• [Task statement] Note how many lines in the entries below contain the string "Rect", and answer with that number and no other text.

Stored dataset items
◆ ◆ ◆ ◆ ◆

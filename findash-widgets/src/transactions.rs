// findash-widgets/src/transactions.rs
use findash_core::{ConfigBag, config_bag};

use crate::catalog::ids;
use crate::settings::{WidgetSettings, bool_or, count_or};

#[derive(Debug, Clone, PartialEq, Eq)]
pub struct TransactionsSettings {
    pub limit: u32,
    pub show_pending: bool,
}

impl Default for TransactionsSettings {
    fn default() -> Self {
        Self {
            limit: 10,
            show_pending: true,
        }
    }
}

impl WidgetSettings for TransactionsSettings {
    const WIDGET_ID: &'static str = ids::RECENT_TRANSACTIONS;

    fn from_bag(bag: &ConfigBag) -> Self {
        let defaults = Self::default();
        Self {
            limit: count_or(bag, "limit", defaults.limit, 100).max(1),
            show_pending: bool_or(bag, "showPending", defaults.show_pending),
        }
    }

    fn to_bag(&self) -> ConfigBag {
        config_bag! {
            "limit" => self.limit,
            "showPending" => self.show_pending,
        }
    }
}

#[cfg(test)]
mod tests {
    use super::*;

    #[test]
    fn test_zero_limit_shows_one_row() {
        let settings = TransactionsSettings::from_bag(&config_bag! { "limit" => 0u32 });
        assert_eq!(settings.limit, 1);
        assert!(settings.show_pending);
    }
}
// findash-widgets/src/bills.rs
use findash_core::{ConfigBag, config_bag};

use crate::catalog::ids;
use crate::settings::{WidgetSettings, bool_or, count_or};

const MAX_DAYS_AHEAD: u32 = 90;

#[derive(Debug, Clone, PartialEq, Eq)]
pub struct BillsSettings {
    /// How far ahead upcoming bills are listed
    pub days_ahead: u32,
    pub show_paid: bool,
}

impl Default for BillsSettings {
    fn default() -> Self {
        Self {
            days_ahead: 30,
            show_paid: false,
        }
    }
}

impl WidgetSettings for BillsSettings {
    const WIDGET_ID: &'static str = ids::BILLS;

    fn from_bag(bag: &ConfigBag) -> Self {
        let defaults = Self::default();
        Self {
            days_ahead: count_or(bag, "daysAhead", defaults.days_ahead, MAX_DAYS_AHEAD),
            show_paid: bool_or(bag, "showPaid", defaults.show_paid),
        }
    }

    fn to_bag(&self) -> ConfigBag {
        config_bag! {
            "daysAhead" => self.days_ahead,
            "showPaid" => self.show_paid,
        }
    }
}

#[cfg(test)]
mod tests {
    use super::*;

    #[test]
    fn test_days_ahead_is_capped() {
        let settings = BillsSettings::from_bag(&config_bag! { "daysAhead" => 365u32 });
        assert_eq!(settings.days_ahead, MAX_DAYS_AHEAD);
        assert!(!settings.show_paid);
    }

    #[test]
    fn test_to_bag_round_trips() {
        let settings = BillsSettings {
            days_ahead: 14,
            show_paid: true,
        };
        assert_eq!(BillsSettings::from_bag(&settings.to_bag()), settings);
    }
}
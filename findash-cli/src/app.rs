// findash-cli/src/app.rs
use crossterm::event::{
    KeyCode, KeyEvent, KeyModifiers, MouseButton, MouseEvent, MouseEventKind,
};
use findash_core::{Dashboard, DashboardEvent, EventReceiver, Subscription};
use ratatui::layout::{Position, Rect};

/// Whether the event loop keeps running after an input
#[derive(Debug, Clone, Copy, PartialEq, Eq)]
pub enum Flow {
    Continue,
    Quit,
}

/// Widget Host state: the session plus what the terminal needs for hit-testing
pub struct App {
    dashboard: Dashboard,
    selected: usize,
    status: String,
    /// Screen areas from the last frame, used to resolve drop targets
    pub(crate) list_area: Rect,
    pub(crate) card_areas: Vec<(String, Rect)>,
    events: EventReceiver,
    _subscription: Subscription,
}

impl App {
    pub fn new(dashboard: Dashboard) -> Self {
        let (subscription, events) = dashboard.events().subscribe("*");
        Self {
            dashboard,
            selected: 0,
            status: String::from("Ready"),
            list_area: Rect::default(),
            card_areas: Vec::new(),
            events,
            _subscription: subscription,
        }
    }

    pub fn dashboard(&self) -> &Dashboard {
        &self.dashboard
    }

    pub fn selected(&self) -> usize {
        self.selected
    }

    pub fn status(&self) -> &str {
        &self.status
    }

    pub fn into_dashboard(self) -> Dashboard {
        self.dashboard
    }

    fn selected_id(&self) -> Option<String> {
        self.dashboard
            .layout()
            .instances()
            .get(self.selected)
            .map(|w| w.id.clone())
    }

    fn select(&mut self, index: usize) {
        let len = self.dashboard.layout().instances().len();
        self.selected = index.min(len.saturating_sub(1));
    }

    /// Fold pending change notifications into the status line
    pub fn drain_events(&mut self) {
        while let Ok(event) = self.events.try_recv() {
            if let Some(text) = describe(&event) {
                self.status = text;
            }
        }
    }

    pub fn handle_key(&mut self, key: KeyEvent) -> Flow {
        if key.code == KeyCode::Char('r') && key.modifiers.contains(KeyModifiers::CONTROL) {
            self.dashboard.reload();
            self.select(self.selected);
            self.status = String::from("Reloaded from storage");
            return Flow::Continue;
        }

        match key.code {
            KeyCode::Char('q') => return Flow::Quit,
            KeyCode::Esc if self.dashboard.drag().is_dragging() => self.dashboard.cancel_drag(),
            KeyCode::Esc => return Flow::Quit,
            KeyCode::Up | KeyCode::Char('k') => self.select(self.selected.saturating_sub(1)),
            KeyCode::Down | KeyCode::Char('j') => self.select(self.selected + 1),
            KeyCode::Char(' ') => {
                if let Some(id) = self.selected_id() {
                    self.dashboard.layout_mut().toggle(&id);
                }
            }
            KeyCode::Char('s') => {
                if let Some(id) = self.selected_id() {
                    self.dashboard.layout_mut().resize(&id);
                }
            }
            KeyCode::Char('m') if !self.dashboard.drag().is_dragging() => {
                if let Some(id) = self.selected_id() {
                    self.dashboard.begin_drag(&id);
                }
            }
            KeyCode::Char('m') | KeyCode::Enter => self.drop_on(self.selected_id()),
            KeyCode::Char('x') => {
                self.dashboard.cancel_drag();
                self.dashboard.layout_mut().reset();
            }
            KeyCode::Char('c') => {
                if let Some(id) = self.selected_id() {
                    self.dashboard.config_mut().reset_one(&id);
                }
            }
            _ => {}
        }
        Flow::Continue
    }

    /// Pointer gestures: press lifts, release drops on whatever is under the cursor
    pub fn handle_mouse(&mut self, mouse: MouseEvent) {
        let target = self.widget_at(mouse.column, mouse.row);

        match mouse.kind {
            MouseEventKind::Down(MouseButton::Left) => {
                if let Some(id) = target {
                    self.follow(&id);
                    self.dashboard.begin_drag(&id);
                }
            }
            MouseEventKind::Drag(MouseButton::Left) => {
                if let Some(id) = target {
                    self.follow(&id);
                }
            }
            MouseEventKind::Up(MouseButton::Left) => self.drop_on(target),
            _ => {}
        }
    }

    fn drop_on(&mut self, over: Option<String>) {
        let active = self.dashboard.drag().active_id().map(str::to_string);
        if active.is_none() {
            return;
        }

        self.dashboard.end_drag(over.as_deref());
        if let Some(id) = active {
            self.follow(&id);
        }
    }

    fn follow(&mut self, id: &str) {
        if let Some(position) = self.dashboard.layout().position(id) {
            self.selected = position;
        }
    }

    fn widget_at(&self, column: u16, row: u16) -> Option<String> {
        let point = Position::new(column, row);

        let inner = Rect {
            x: self.list_area.x + 1,
            y: self.list_area.y + 1,
            width: self.list_area.width.saturating_sub(2),
            height: self.list_area.height.saturating_sub(2),
        };
        if inner.contains(point) {
            let index = usize::from(row - inner.y);
            return self
                .dashboard
                .layout()
                .instances()
                .get(index)
                .map(|w| w.id.clone());
        }

        self.card_areas
            .iter()
            .find(|(_, area)| area.contains(point))
            .map(|(id, _)| id.clone())
    }
}

fn describe(event: &DashboardEvent) -> Option<String> {
    let text = match event {
        DashboardEvent::WidgetToggled { widget_id, enabled } => {
            format!("{widget_id} {}", if *enabled { "shown" } else { "hidden" })
        }
        DashboardEvent::WidgetResized { widget_id, size } => format!("{widget_id} resized to {size}"),
        DashboardEvent::WidgetMoved { widget_id, position } => {
            format!("{widget_id} moved to position {}", position + 1)
        }
        DashboardEvent::LayoutReset => String::from("Layout reset to defaults"),
        DashboardEvent::ConfigReset { widget_id: Some(id) } => format!("{id} settings cleared"),
        DashboardEvent::ConfigReset { widget_id: None } => String::from("All settings cleared"),
        DashboardEvent::DragStarted { widget_id } => {
            format!("Moving {widget_id}: choose a target and press Enter, Esc to cancel")
        }
        DashboardEvent::DragEnded {
            widget_id,
            reordered: false,
            ..
        } => format!("{widget_id} left in place"),
        _ => return None,
    };
    Some(text)
}

#[cfg(test)]
mod tests {
    use super::*;
    use findash_core::MemoryStorage;
    use findash_widgets::{builtin_catalog, ids};
    use std::sync::Arc;

    fn app() -> App {
        let dashboard = Dashboard::load(builtin_catalog().unwrap(), Arc::new(MemoryStorage::new()));
        App::new(dashboard)
    }

    fn press(app: &mut App, code: KeyCode) -> Flow {
        app.handle_key(KeyEvent::new(code, KeyModifiers::NONE))
    }

    fn order(app: &App) -> Vec<&str> {
        app.dashboard()
            .layout()
            .instances()
            .iter()
            .map(|w| w.id.as_str())
            .collect()
    }

    fn mouse(kind: MouseEventKind, column: u16, row: u16) -> MouseEvent {
        MouseEvent {
            kind,
            column,
            row,
            modifiers: KeyModifiers::NONE,
        }
    }

    #[test]
    fn test_keyboard_drag_moves_widget() {
        let mut app = app();

        press(&mut app, KeyCode::Char('m'));
        assert_eq!(app.dashboard().drag().active_id(), Some(ids::SUMMARY));
        press(&mut app, KeyCode::Down);
        press(&mut app, KeyCode::Down);
        press(&mut app, KeyCode::Enter);

        assert_eq!(&order(&app)[..3], &[ids::BANK_ACCOUNTS, ids::RECENT_TRANSACTIONS, ids::SUMMARY]);
        assert_eq!(app.selected(), 2);
        assert!(!app.dashboard().drag().is_dragging());
    }

    #[test]
    fn test_escape_cancels_drag_before_quitting() {
        let mut app = app();
        let before: Vec<String> = order(&app).iter().map(|s| s.to_string()).collect();

        press(&mut app, KeyCode::Char('m'));
        press(&mut app, KeyCode::Down);
        assert_eq!(press(&mut app, KeyCode::Esc), Flow::Continue);
        assert_eq!(order(&app), before);

        app.drain_events();
        assert_eq!(app.status(), "summary left in place");
        assert_eq!(press(&mut app, KeyCode::Esc), Flow::Quit);
    }

    #[test]
    fn test_toggle_and_resize_selected() {
        let mut app = app();
        press(&mut app, KeyCode::Char(' '));
        press(&mut app, KeyCode::Char('s'));

        let summary = app.dashboard().layout().get(ids::SUMMARY).unwrap();
        assert!(!summary.enabled);
        assert_eq!(summary.current_size, "1x1");

        app.drain_events();
        assert_eq!(app.status(), "summary resized to 1x1");
    }

    #[test]
    fn test_selection_is_clamped() {
        let mut app = app();
        press(&mut app, KeyCode::Up);
        assert_eq!(app.selected(), 0);
        for _ in 0..20 {
            press(&mut app, KeyCode::Down);
        }
        assert_eq!(app.selected(), 8);
    }

    #[test]
    fn test_mouse_drag_between_list_rows() {
        let mut app = app();
        app.list_area = Rect::new(0, 0, 30, 12);

        app.handle_mouse(mouse(MouseEventKind::Down(MouseButton::Left), 3, 1));
        app.handle_mouse(mouse(MouseEventKind::Drag(MouseButton::Left), 3, 4));
        app.handle_mouse(mouse(MouseEventKind::Up(MouseButton::Left), 3, 4));

        assert_eq!(order(&app)[3], ids::SUMMARY);
        assert_eq!(app.selected(), 3);
    }

    #[test]
    fn test_mouse_release_outside_targets_cancels() {
        let mut app = app();
        app.list_area = Rect::new(0, 0, 30, 12);
        app.card_areas = vec![(ids::CALENDAR.to_string(), Rect::new(40, 0, 20, 8))];
        let before: Vec<String> = order(&app).iter().map(|s| s.to_string()).collect();

        app.handle_mouse(mouse(MouseEventKind::Down(MouseButton::Left), 3, 2));
        app.handle_mouse(mouse(MouseEventKind::Up(MouseButton::Left), 35, 20));
        assert_eq!(order(&app), before);
        assert!(!app.dashboard().drag().is_dragging());

        app.handle_mouse(mouse(MouseEventKind::Down(MouseButton::Left), 3, 2));
        app.handle_mouse(mouse(MouseEventKind::Up(MouseButton::Left), 45, 3));
        assert_eq!(app.dashboard().layout().position(ids::BANK_ACCOUNTS), Some(4));
    }
}
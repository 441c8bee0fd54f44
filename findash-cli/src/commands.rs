// findash-cli/src/commands.rs
use clap::Subcommand;
use findash_core::{ConfigValue, Dashboard};
use findash_widgets::check_value;
use std::io::{self, Write};

#[derive(Debug, Clone, PartialEq, Eq, Subcommand)]
pub enum Command {
    /// Open the interactive dashboard (default)
    Tui,
    /// List widgets in layout order
    List,
    /// Show or hide a widget
    Toggle { id: String },
    /// Step a widget to its next size
    Resize { id: String },
    /// Move a widget onto another widget's position
    Move { from: String, to: String },
    /// Restore the default layout
    Reset,
    /// Per-widget settings
    #[command(subcommand)]
    Config(ConfigCommand),
}

#[derive(Debug, Clone, PartialEq, Eq, Subcommand)]
pub enum ConfigCommand {
    /// Print a widget's settings
    Get { id: String },
    /// Set one key; `true`/`false` and numbers are stored as such, and known keys are checked
    Set { id: String, key: String, value: String },
    /// Clear one widget's settings, or every widget's when no id is given
    Reset { id: Option<String> },
}

/// Run a non-interactive command against a loaded dashboard
pub fn run(command: Command, dashboard: &mut Dashboard, out: &mut impl Write) -> io::Result<()> {
    match command {
        Command::Tui => Ok(()),
        Command::List => list(dashboard, out),
        Command::Toggle { id } => {
            if dashboard.layout_mut().toggle(&id) {
                let enabled = dashboard.layout().get(&id).is_some_and(|w| w.enabled);
                writeln!(out, "{id}: {}", if enabled { "shown" } else { "hidden" })
            } else {
                unknown(&id, out)
            }
        }
        Command::Resize { id } => {
            if dashboard.layout_mut().resize(&id) {
                if let Some(widget) = dashboard.layout().get(&id) {
                    writeln!(out, "{id}: {}", widget.current_size)?;
                }
                Ok(())
            } else if dashboard.layout().get(&id).is_some() {
                writeln!(out, "{id} has a single size")
            } else {
                unknown(&id, out)
            }
        }
        Command::Move { from, to } => {
            if dashboard.layout_mut().reorder(&from, &to) {
                list(dashboard, out)
            } else {
                writeln!(out, "No change")
            }
        }
        Command::Reset => {
            dashboard.layout_mut().reset();
            list(dashboard, out)
        }
        Command::Config(command) => config(command, dashboard, out),
    }
}

fn config(command: ConfigCommand, dashboard: &mut Dashboard, out: &mut impl Write) -> io::Result<()> {
    match command {
        ConfigCommand::Get { id } => {
            let bag = dashboard.config().get(&id);
            if bag.is_empty() {
                return writeln!(out, "{id}: no settings");
            }
            for (key, value) in &bag {
                writeln!(out, "{key} = {value}")?;
            }
            Ok(())
        }
        ConfigCommand::Set { id, key, value } => {
            let value = ConfigValue::parse_loose(&value);
            if let Err(used) = check_value(&id, &key, &value) {
                return writeln!(out, "{id}.{key}: {value} is not accepted, the widget would use {used}");
            }
            writeln!(out, "{id}.{key} = {value}")?;
            dashboard.config_mut().update(&id, [(key, value)]);
            Ok(())
        }
        ConfigCommand::Reset { id: Some(id) } => {
            if dashboard.config_mut().reset_one(&id) {
                writeln!(out, "{id}: settings cleared")
            } else {
                writeln!(out, "{id}: no settings")
            }
        }
        ConfigCommand::Reset { id: None } => {
            dashboard.config_mut().reset_all();
            writeln!(out, "All widget settings cleared")
        }
    }
}

fn list(dashboard: &Dashboard, out: &mut impl Write) -> io::Result<()> {
    writeln!(out, "{:>2}  {:<22}{:<6}{:<8}TITLE", "#", "ID", "SIZE", "SHOWN")?;
    for (i, widget) in dashboard.layout().instances().iter().enumerate() {
        let title = dashboard
            .catalog()
            .get(&widget.id)
            .map_or("", |d| d.title.as_str());
        writeln!(
            out,
            "{:>2}  {:<22}{:<6}{:<8}{}",
            i + 1,
            widget.id,
            widget.current_size.as_str(),
            if widget.enabled { "yes" } else { "no" },
            title
        )?;
    }
    Ok(())
}

fn unknown(id: &str, out: &mut impl Write) -> io::Result<()> {
    writeln!(out, "Unknown widget '{id}'")
}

◆ ◆ ◆ ◆ ◆

• [Answer space] 8